▸ Work item:
Could you filter the data below down to the lines that hold the word "usize"?

Source data:

=== Begin Enclosure ===

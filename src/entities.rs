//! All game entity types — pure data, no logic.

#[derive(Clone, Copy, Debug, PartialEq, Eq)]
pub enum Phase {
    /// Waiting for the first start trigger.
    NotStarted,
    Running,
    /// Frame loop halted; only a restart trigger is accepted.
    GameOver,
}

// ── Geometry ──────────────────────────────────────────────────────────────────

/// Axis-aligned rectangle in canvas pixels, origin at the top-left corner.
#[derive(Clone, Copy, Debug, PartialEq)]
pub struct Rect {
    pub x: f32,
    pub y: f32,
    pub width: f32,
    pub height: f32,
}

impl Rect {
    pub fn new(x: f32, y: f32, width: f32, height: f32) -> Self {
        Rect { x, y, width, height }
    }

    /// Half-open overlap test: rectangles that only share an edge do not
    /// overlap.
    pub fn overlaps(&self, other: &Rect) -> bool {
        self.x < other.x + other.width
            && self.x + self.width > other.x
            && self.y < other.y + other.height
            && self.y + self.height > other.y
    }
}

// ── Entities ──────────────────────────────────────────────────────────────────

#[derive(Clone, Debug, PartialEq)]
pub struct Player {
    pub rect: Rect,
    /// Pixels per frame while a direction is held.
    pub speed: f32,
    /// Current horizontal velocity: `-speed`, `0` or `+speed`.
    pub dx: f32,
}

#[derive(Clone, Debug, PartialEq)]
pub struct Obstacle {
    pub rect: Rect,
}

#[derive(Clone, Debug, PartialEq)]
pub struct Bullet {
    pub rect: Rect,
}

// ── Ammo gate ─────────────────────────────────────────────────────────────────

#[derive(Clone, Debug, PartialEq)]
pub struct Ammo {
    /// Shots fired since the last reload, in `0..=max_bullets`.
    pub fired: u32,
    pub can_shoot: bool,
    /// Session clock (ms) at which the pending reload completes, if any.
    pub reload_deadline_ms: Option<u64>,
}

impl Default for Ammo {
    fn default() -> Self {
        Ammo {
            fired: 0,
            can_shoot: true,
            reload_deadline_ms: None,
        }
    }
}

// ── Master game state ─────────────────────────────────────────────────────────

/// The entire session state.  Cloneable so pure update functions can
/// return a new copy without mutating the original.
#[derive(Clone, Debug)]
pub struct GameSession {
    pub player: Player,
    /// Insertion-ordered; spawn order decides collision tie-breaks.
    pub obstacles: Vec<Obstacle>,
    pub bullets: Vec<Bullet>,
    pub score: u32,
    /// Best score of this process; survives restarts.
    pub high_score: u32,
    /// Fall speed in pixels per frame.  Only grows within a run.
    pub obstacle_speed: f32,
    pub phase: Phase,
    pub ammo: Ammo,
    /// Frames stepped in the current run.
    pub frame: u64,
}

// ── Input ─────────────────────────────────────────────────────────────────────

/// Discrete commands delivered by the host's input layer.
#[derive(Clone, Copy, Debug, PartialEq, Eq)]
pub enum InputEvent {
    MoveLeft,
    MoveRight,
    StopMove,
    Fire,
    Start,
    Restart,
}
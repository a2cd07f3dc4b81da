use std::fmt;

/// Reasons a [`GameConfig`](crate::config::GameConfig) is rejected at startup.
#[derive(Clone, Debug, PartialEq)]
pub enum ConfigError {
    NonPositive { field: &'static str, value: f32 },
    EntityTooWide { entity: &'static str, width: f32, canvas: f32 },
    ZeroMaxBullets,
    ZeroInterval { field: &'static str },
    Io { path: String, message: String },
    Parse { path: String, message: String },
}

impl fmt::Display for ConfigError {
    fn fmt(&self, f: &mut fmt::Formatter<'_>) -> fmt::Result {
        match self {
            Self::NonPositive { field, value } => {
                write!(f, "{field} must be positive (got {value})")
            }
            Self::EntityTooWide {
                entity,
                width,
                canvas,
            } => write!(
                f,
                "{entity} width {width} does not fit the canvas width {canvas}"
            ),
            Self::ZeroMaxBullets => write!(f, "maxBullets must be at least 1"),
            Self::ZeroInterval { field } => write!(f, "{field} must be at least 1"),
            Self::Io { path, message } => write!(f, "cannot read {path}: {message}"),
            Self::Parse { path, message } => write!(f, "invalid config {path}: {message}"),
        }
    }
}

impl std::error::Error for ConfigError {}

=== End Enclosure ===
=== Begin Enclosure ===

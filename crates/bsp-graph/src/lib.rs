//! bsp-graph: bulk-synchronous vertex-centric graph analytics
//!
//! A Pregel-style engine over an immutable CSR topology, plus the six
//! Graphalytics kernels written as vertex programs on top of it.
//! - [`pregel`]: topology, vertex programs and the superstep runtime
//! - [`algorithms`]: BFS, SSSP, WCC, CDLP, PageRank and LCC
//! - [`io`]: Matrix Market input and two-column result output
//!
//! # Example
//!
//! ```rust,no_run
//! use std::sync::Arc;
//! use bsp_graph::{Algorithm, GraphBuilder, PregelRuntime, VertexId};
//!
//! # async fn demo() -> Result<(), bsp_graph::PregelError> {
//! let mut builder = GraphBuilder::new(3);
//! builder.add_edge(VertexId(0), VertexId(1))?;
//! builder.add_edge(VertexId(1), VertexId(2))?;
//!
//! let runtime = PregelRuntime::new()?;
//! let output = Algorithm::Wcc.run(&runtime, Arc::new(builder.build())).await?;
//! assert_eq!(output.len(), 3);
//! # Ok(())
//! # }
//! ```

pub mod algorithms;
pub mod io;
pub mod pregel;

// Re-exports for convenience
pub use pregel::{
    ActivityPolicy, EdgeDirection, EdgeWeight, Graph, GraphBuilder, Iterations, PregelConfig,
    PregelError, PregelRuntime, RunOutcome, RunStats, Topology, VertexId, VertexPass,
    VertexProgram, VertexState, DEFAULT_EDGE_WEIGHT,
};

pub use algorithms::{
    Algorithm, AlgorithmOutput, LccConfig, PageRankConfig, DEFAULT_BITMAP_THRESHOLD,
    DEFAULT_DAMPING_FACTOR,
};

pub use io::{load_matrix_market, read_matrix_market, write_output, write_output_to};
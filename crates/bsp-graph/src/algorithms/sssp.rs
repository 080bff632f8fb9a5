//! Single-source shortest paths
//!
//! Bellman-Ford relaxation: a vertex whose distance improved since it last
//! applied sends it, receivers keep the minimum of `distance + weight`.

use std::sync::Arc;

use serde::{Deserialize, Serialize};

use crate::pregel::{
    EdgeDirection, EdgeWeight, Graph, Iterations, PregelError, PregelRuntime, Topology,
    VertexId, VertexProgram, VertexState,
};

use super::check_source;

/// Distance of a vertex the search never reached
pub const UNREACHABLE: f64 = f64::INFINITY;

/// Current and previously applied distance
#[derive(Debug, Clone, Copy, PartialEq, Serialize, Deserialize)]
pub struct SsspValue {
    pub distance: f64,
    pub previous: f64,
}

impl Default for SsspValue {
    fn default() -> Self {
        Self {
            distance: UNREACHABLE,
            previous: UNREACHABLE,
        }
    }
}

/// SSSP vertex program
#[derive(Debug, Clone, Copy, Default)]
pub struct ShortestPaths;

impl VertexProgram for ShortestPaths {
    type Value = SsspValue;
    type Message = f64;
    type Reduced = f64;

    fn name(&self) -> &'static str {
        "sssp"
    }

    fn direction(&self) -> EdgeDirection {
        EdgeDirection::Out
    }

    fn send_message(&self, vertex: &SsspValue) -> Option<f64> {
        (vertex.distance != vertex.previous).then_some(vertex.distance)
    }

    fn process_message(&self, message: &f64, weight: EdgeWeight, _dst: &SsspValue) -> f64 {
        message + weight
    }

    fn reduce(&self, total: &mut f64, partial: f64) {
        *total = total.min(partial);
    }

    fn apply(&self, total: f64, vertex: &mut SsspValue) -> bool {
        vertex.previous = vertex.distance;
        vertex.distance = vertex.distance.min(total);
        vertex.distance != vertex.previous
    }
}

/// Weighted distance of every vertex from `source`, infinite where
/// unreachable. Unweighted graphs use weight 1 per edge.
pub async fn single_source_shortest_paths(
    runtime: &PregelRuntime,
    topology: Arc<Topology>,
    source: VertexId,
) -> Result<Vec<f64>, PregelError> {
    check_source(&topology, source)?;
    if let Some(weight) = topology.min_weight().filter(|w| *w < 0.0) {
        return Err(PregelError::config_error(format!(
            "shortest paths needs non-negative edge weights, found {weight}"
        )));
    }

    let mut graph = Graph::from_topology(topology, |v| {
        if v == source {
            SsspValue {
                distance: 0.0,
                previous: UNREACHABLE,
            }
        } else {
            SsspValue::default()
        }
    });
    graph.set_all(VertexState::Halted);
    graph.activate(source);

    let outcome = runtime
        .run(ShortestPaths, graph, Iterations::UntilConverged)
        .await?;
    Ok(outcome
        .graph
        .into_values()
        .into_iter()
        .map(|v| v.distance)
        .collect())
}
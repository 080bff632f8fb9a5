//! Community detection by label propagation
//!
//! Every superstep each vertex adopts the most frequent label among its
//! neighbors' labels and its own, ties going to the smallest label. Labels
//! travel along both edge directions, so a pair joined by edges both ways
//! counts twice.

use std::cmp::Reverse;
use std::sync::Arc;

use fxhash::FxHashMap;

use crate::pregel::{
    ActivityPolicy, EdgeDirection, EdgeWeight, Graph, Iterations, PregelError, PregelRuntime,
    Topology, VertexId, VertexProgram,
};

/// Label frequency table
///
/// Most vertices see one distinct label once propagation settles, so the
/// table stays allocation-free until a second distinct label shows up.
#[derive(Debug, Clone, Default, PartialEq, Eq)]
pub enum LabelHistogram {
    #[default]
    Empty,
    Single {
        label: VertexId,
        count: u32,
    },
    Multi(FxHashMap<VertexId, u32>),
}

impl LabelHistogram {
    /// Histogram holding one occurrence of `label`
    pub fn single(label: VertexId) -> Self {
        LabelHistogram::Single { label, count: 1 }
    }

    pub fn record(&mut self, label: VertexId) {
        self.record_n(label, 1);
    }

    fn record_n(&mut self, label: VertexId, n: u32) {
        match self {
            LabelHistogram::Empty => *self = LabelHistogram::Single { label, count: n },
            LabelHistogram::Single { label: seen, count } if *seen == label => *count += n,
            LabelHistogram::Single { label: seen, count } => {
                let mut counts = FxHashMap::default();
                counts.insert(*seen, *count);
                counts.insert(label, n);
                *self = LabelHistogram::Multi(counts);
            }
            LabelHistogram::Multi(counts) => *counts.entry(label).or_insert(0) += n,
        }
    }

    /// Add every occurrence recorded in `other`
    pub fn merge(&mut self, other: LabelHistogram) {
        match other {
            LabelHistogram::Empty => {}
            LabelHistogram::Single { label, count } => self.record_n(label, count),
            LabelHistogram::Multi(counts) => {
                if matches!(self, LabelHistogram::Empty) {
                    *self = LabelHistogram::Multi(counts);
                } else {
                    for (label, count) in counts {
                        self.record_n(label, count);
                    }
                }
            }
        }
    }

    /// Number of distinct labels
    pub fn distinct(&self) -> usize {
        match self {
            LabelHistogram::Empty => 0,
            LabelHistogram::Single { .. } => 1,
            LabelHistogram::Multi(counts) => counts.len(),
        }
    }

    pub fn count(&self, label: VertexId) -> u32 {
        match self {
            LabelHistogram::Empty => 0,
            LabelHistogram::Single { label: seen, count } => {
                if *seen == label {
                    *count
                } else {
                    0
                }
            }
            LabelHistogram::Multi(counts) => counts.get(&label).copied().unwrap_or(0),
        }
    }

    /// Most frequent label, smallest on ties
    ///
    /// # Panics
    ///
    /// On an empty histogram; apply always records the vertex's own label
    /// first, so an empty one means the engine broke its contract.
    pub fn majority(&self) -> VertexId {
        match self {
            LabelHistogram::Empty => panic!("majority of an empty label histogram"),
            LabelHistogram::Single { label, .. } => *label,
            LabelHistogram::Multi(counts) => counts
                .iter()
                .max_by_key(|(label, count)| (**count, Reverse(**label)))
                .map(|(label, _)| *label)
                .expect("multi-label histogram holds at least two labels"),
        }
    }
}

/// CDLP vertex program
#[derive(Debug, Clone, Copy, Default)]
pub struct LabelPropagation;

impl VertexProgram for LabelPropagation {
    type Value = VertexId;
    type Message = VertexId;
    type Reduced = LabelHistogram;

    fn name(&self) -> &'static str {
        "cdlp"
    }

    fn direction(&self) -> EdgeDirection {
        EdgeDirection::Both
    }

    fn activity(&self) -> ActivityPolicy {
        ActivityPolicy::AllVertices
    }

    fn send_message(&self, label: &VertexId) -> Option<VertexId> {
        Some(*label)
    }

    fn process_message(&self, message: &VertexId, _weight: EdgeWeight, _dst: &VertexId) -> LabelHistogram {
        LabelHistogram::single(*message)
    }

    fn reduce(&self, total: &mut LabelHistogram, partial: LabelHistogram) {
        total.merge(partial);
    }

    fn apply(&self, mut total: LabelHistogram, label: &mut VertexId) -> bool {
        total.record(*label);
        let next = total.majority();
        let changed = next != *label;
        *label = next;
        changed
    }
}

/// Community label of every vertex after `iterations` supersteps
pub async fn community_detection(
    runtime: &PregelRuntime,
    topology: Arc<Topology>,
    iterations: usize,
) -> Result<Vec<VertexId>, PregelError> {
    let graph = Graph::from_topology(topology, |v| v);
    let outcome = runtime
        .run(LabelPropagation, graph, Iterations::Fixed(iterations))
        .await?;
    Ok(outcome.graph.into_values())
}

=== End Enclosure ===

▸ Exercise answer:
    pub fn distinct(&self) -> usize {
    iterations: usize,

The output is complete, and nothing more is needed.